Het sanitair is eenvoudig: een emmer koud en een emmer heet water om je te wassen en een w.c.-pot, die je moet doorspoelen met een kannetje water. Dit alles gevestigd in een houten hokje, vlak bij onze "tent", gelukkig!

In de namiddag staat er een wandeling op het programma. We gaan het eucalyptusbos in op zoek naar lemuren o.l.v. Daniël en twee Franse stagiairs. Bij de ingang van het park treffen we meteen al een lemurenfamilie aan. Dat is niet verbazingwekkend. De lemuren dragen een halsband met een zender en worden opgespoord door een jongen met een antenne, die achter ons aan sjokt. Ik vind het een beetje nep. Niettemin: het zijn prachtige beestjes en ze zitten vlakbij. Het is een familiegroepje Milne Edwards Sifaka's, bestaand uit twee volwassenen en een kleintje. Ze zijn zwart/wit met oranje oogjes.

Daniël wijst ons ook op een paar kameleons, een paar termietenheuvels en bepaalde planten. De wandeling wordt steeds langer. Het pad is goed begaanbaar, maar loopt nogal steil omhoog. Op een vlakker stuk ontdekken we een paar bijzondere vogels, o.a. een roofvogel die in een boom zijn prooi oppeuzelt. Paul spot een paar mooie orchideeën.

Om vijf uur zijn we terug in het kamp. We nemen een vlugge douche, door lauw water over ons heen te gooien. Daarna speel ik wat met de honden. Ze zijn behoorlijk groot, maar heel lief.

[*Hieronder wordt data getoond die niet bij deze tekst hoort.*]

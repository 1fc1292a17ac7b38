pub mod config;

use std::{env, net::SocketAddr};

pub use config::{AppConfig, ConfigError, Environment, MailerConfig};

pub const DEFAULT_BIND_ADDR: &str = "127.0.0.1:8080";

/// Loads environment variables from `.env` when available.
///
/// Missing files are ignored so the function is safe in production builds
/// where dotenv files are not deployed.
pub fn load_env_file() {
    let _ = dotenvy::dotenv();
}

/// Returns the address the HTTP server should bind to.
///
/// The value is resolved from the `APP_BIND_ADDR` environment variable and
/// falls back to [`DEFAULT_BIND_ADDR`] when the variable is not set.
pub fn server_bind_address() -> Result<SocketAddr, std::net::AddrParseError> {
    let value = env::var("APP_BIND_ADDR").unwrap_or_else(|_| DEFAULT_BIND_ADDR.to_string());
    value.parse()
}

/// Reads an optional variable, treating empty values as absent.
pub(crate) fn optional_var(name: &str) -> Option<String> {
    env::var(name)
        .ok()
        .map(|value| value.trim().to_string())
        .filter(|value| !value.is_empty())
}
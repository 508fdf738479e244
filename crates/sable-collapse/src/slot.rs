//! Shared slot table
//!
//! The fixed-size table behind collapsed forwarding. Each slot carries a
//! single-writer multi-reader lock built from atomics, a small set of
//! lifecycle flags, and a mutex-guarded extras block that is copied in
//! and out whole. A `DashMap` maps cache keys to slot indices.
//!
//! Lock discipline: a slot's extras mutex is only ever taken while no
//! key-map shard lock is held on the lookup side, and the recycle path
//! is the only one that takes the key map while holding an extras mutex.

use std::sync::Mutex;
use std::sync::PoisonError;
use std::sync::atomic::{AtomicBool, AtomicU8, AtomicU32, Ordering};

use dashmap::DashMap;
use dashmap::mapref::entry::Entry;
use tracing::trace;

use crate::key::{CacheKey, Method, RequestFlags};

/// Longest URL the extras block stores; oversized requests cannot be
/// shared and must abort their slot.
pub(crate) const MAX_URL: usize = 8 * 1024;

const STATE_EMPTY: u8 = 0;
const STATE_WRITING: u8 = 1;
const STATE_READABLE: u8 = 2;

/// Request metadata a reader needs to reconstruct the writer's entry.
#[derive(Debug, Clone)]
pub(crate) struct SlotExtras {
    pub key: CacheKey,
    pub url: String,
    pub method: Method,
    pub flags: RequestFlags,
}

#[derive(Debug)]
struct Slot {
    /// Lifecycle word: empty, being written, or readable
    state: AtomicU8,

    /// Whether readers may attach while the writer is still appending
    appending: AtomicBool,

    /// Read-lock count; advisory for observers, exact for recycling
    readers: AtomicU32,

    /// Write lock
    write_locked: AtomicBool,

    /// The writer stopped before completing
    aborted: AtomicBool,

    /// Flagged for deletion; recycled once all locks drop
    waiting_to_be_freed: AtomicBool,

    extras: Mutex<Option<SlotExtras>>,
}

impl Slot {
    fn new() -> Self {
        Self {
            state: AtomicU8::new(STATE_EMPTY),
            appending: AtomicBool::new(false),
            readers: AtomicU32::new(0),
            write_locked: AtomicBool::new(false),
            aborted: AtomicBool::new(false),
            waiting_to_be_freed: AtomicBool::new(false),
            extras: Mutex::new(None),
        }
    }

    fn state(&self) -> u8 {
        self.state.load(Ordering::Acquire)
    }

    fn lock_extras(&self) -> std::sync::MutexGuard<'_, Option<SlotExtras>> {
        self.extras.lock().unwrap_or_else(PoisonError::into_inner)
    }
}

/// Fixed-capacity keyed slot table with per-slot single-writer
/// multi-reader locks.
#[derive(Debug)]
pub(crate) struct SlotTable {
    slots: Box<[Slot]>,
    by_key: DashMap<CacheKey, usize>,
}

impl SlotTable {
    pub fn new(capacity: usize) -> Self {
        let slots: Vec<Slot> = (0..capacity).map(|_| Slot::new()).collect();
        Self {
            slots: slots.into_boxed_slice(),
            by_key: DashMap::new(),
        }
    }

    pub fn capacity(&self) -> usize {
        self.slots.len()
    }

    /// Open a slot for `key` in writer mode.
    ///
    /// Returns `None` when the key is already present (another worker
    /// owns the fetch) or when no free slot remains.
    pub fn open_for_writing(&self, key: &CacheKey) -> Option<usize> {
        match self.by_key.entry(*key) {
            Entry::Occupied(_) => {
                trace!(key = %key, "write collision: key already mapped");
                None
            }
            Entry::Vacant(vacant) => {
                let index = self.allocate()?;
                // seed the extras with the key so the recycler can drop
                // the mapping even if the writer never stores them; the
                // appending gate keeps readers away until it does
                *self.slots[index].lock_extras() = Some(SlotExtras {
                    key: *key,
                    url: String::new(),
                    method: Method::Get,
                    flags: RequestFlags::default(),
                });
                vacant.insert(index);
                Some(index)
            }
        }
    }

    fn allocate(&self) -> Option<usize> {
        for (index, slot) in self.slots.iter().enumerate() {
            if slot
                .state
                .compare_exchange(
                    STATE_EMPTY,
                    STATE_WRITING,
                    Ordering::AcqRel,
                    Ordering::Acquire,
                )
                .is_ok()
            {
                slot.write_locked.store(true, Ordering::Release);
                slot.appending.store(false, Ordering::Release);
                slot.aborted.store(false, Ordering::Release);
                slot.waiting_to_be_freed.store(false, Ordering::Release);
                return Some(index);
            }
        }
        trace!("slot table full");
        None
    }

    /// Store the extras a reader will copy out later. Writer-only.
    pub fn store_extras(&self, index: usize, extras: SlotExtras) {
        *self.slots[index].lock_extras() = Some(extras);
    }

    /// Copy the extras block out, if the writer stored it already.
    pub fn copy_extras(&self, index: usize) -> Option<SlotExtras> {
        self.slots[index].lock_extras().clone()
    }

    /// Allow readers to attach while the writer keeps appending.
    pub fn start_appending(&self, index: usize) {
        self.slots[index].appending.store(true, Ordering::Release);
    }

    /// Open a slot for reading. Returns the index and whether the entry
    /// is already complete; the caller holds one read lock either way.
    pub fn open_for_reading(&self, key: &CacheKey) -> Option<(usize, bool)> {
        let index = *self.by_key.get(key)?;
        let slot = &self.slots[index];

        // lock first, validate after, so a racing recycle cannot free
        // the slot out from under us
        slot.readers.fetch_add(1, Ordering::AcqRel);

        let state = slot.state();
        let usable = (state == STATE_READABLE
            || (state == STATE_WRITING && slot.appending.load(Ordering::Acquire)))
            && !slot.waiting_to_be_freed.load(Ordering::Acquire)
            && !slot.aborted.load(Ordering::Acquire)
            && self.key_matches(index, key);
        if !usable {
            self.close_for_reading(index);
            return None;
        }
        Some((index, state == STATE_READABLE))
    }

    fn key_matches(&self, index: usize, key: &CacheKey) -> bool {
        self.slots[index]
            .lock_extras()
            .as_ref()
            .is_some_and(|extras| extras.key == *key)
    }

    /// Release a read lock.
    pub fn close_for_reading(&self, index: usize) {
        let previous = self.slots[index].readers.fetch_sub(1, Ordering::AcqRel);
        debug_assert!(previous > 0, "read lock released twice");
        self.maybe_recycle(index);
    }

    /// Writer finished; the slot becomes readable (for its existing
    /// readers) and the write lock drops. With `keep_reading` the write
    /// lock converts into a read lock instead of just dropping.
    pub fn close_for_writing(&self, index: usize, keep_reading: bool) {
        let slot = &self.slots[index];
        if keep_reading {
            slot.readers.fetch_add(1, Ordering::AcqRel);
        }
        slot.state.store(STATE_READABLE, Ordering::Release);
        slot.write_locked.store(false, Ordering::Release);
        self.maybe_recycle(index);
    }

    /// Writer gave up: mark the halt, drop the write lock, and let the
    /// slot drain away once its readers leave.
    pub fn abort_writing(&self, index: usize) {
        let slot = &self.slots[index];
        slot.aborted.store(true, Ordering::Release);
        slot.waiting_to_be_freed.store(true, Ordering::Release);
        slot.write_locked.store(false, Ordering::Release);
        self.maybe_recycle(index);
    }

    /// Flag a slot for deletion. Returns whether this call changed the
    /// slot's fate (it was not already dying).
    pub fn free_entry(&self, index: usize) -> bool {
        let newly_marked = self.slots[index]
            .waiting_to_be_freed
            .compare_exchange(false, true, Ordering::AcqRel, Ordering::Acquire)
            .is_ok();
        if newly_marked {
            self.maybe_recycle(index);
        }
        newly_marked
    }

    /// Slot index currently serving `key`, if any.
    pub fn index_of(&self, key: &CacheKey) -> Option<usize> {
        self.by_key.get(key).map(|entry| *entry)
    }

    pub fn readers(&self, index: usize) -> u32 {
        self.slots[index].readers.load(Ordering::Acquire)
    }

    pub fn is_write_locked(&self, index: usize) -> bool {
        self.slots[index].write_locked.load(Ordering::Acquire)
    }

    pub fn is_aborted(&self, index: usize) -> bool {
        self.slots[index].aborted.load(Ordering::Acquire)
    }

    pub fn is_waiting_to_be_freed(&self, index: usize) -> bool {
        self.slots[index].waiting_to_be_freed.load(Ordering::Acquire)
    }

    pub fn marked_for_deletion(&self, key: &CacheKey) -> bool {
        self.index_of(key)
            .is_some_and(|index| self.is_waiting_to_be_freed(index))
    }

    /// Occupied slots, advisory.
    pub fn entry_count(&self) -> usize {
        self.slots
            .iter()
            .filter(|slot| slot.state() != STATE_EMPTY)
            .count()
    }

    /// Recycle a dying slot once the last lock drops. Safe to call
    /// optimistically; the extras mutex arbitrates concurrent callers.
    fn maybe_recycle(&self, index: usize) {
        let slot = &self.slots[index];
        if !slot.waiting_to_be_freed.load(Ordering::Acquire) {
            return;
        }
        if slot.readers.load(Ordering::Acquire) != 0 || slot.write_locked.load(Ordering::Acquire) {
            return;
        }

        let mut extras = slot.lock_extras();
        // re-check under the extras lock; exactly one caller recycles
        if slot.state() == STATE_EMPTY {
            return;
        }
        if slot.readers.load(Ordering::Acquire) != 0 || slot.write_locked.load(Ordering::Acquire) {
            return;
        }
        if let Some(old) = extras.take() {
            self.by_key.remove_if(&old.key, |_, &index_held| index_held == index);
            trace!(key = %old.key, index, "recycled transient slot");
        }
        slot.appending.store(false, Ordering::Release);
        slot.state.store(STATE_EMPTY, Ordering::Release);
    }
}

Om kwart over vijf gaan we muislemuren spotten, met de Franse beheerster van het kamp. Daniël is haar echtgenoot. Ze is nogal een kenau, hebben we gemerkt. Zoals ze haar personeel behandelt, zou het hier beter Lemur Bootcamp kunnen heten!

Om de muislemuren te lokken, smeert madame bananenprut tegen een paar bomen. En nu maar afwachten. Na een kwartiertje verschijnt het eerste schuwe beestje. Het ziet er schattig uit, maar vlucht snel weg voor de flitslichten van diverse camera's. Zo gaat het een aantal keer. Ik word er een beetje moedeloos van. Kunnen de fotografen zich niet even inhouden en eerst rustig kijken voordat ze flitsen? Dan blijft het beestje misschien wat langer zitten. Het gaat erom dat je het beestje ziet, niet dat je hem op de foto hebt!

Om die reden blijf ik achter met Math, wanneer de anderen terug gaan naar het kamp. We staan doodstil in het donker. Math richt zijn zaklamp naar beneden. Aandachtig luisteren we of we takken horen kraken. Ja, daar komt een beestje aan! We richten een zwakke lichtstraal op hem en kunnen een paar minuten naar hem kijken.

"Wat een lange staart heeft hij, hè?" fluistert Math en dan vlucht het beestje het gebladerte in. Jammer, maar ik heb hem nu wat langer kunnen zien. Ik vind het welletjes en loop met behulp van de zaklamp terug naar het kamp. Ik wil eigenlijk naar de tent, maar die kan ik niet meteen vinden. Daarom loop ik de kantine binnen. Daar zit iedereen, tot mijn verbazing, al aan tafel. Is het al zó laat? Paul is er niet en Kees vergezelt mij naar de tent om te kijken of hij daar is. Inderdaad: hij was in slaap gevallen. Gedrieën lopen we terug naar de kantine.

We krijgen bonensoep, een soort haché en wortelcake. Madame staat in de keuken. Hoewel ze een stug mens is, heb ik toch bewondering voor haar. Ga er maar eens aanstaan om zonder stromend water en elektriciteit een lemurenkamp te runnen, ver weg van je vaderland. Ik zou het niet kunnen!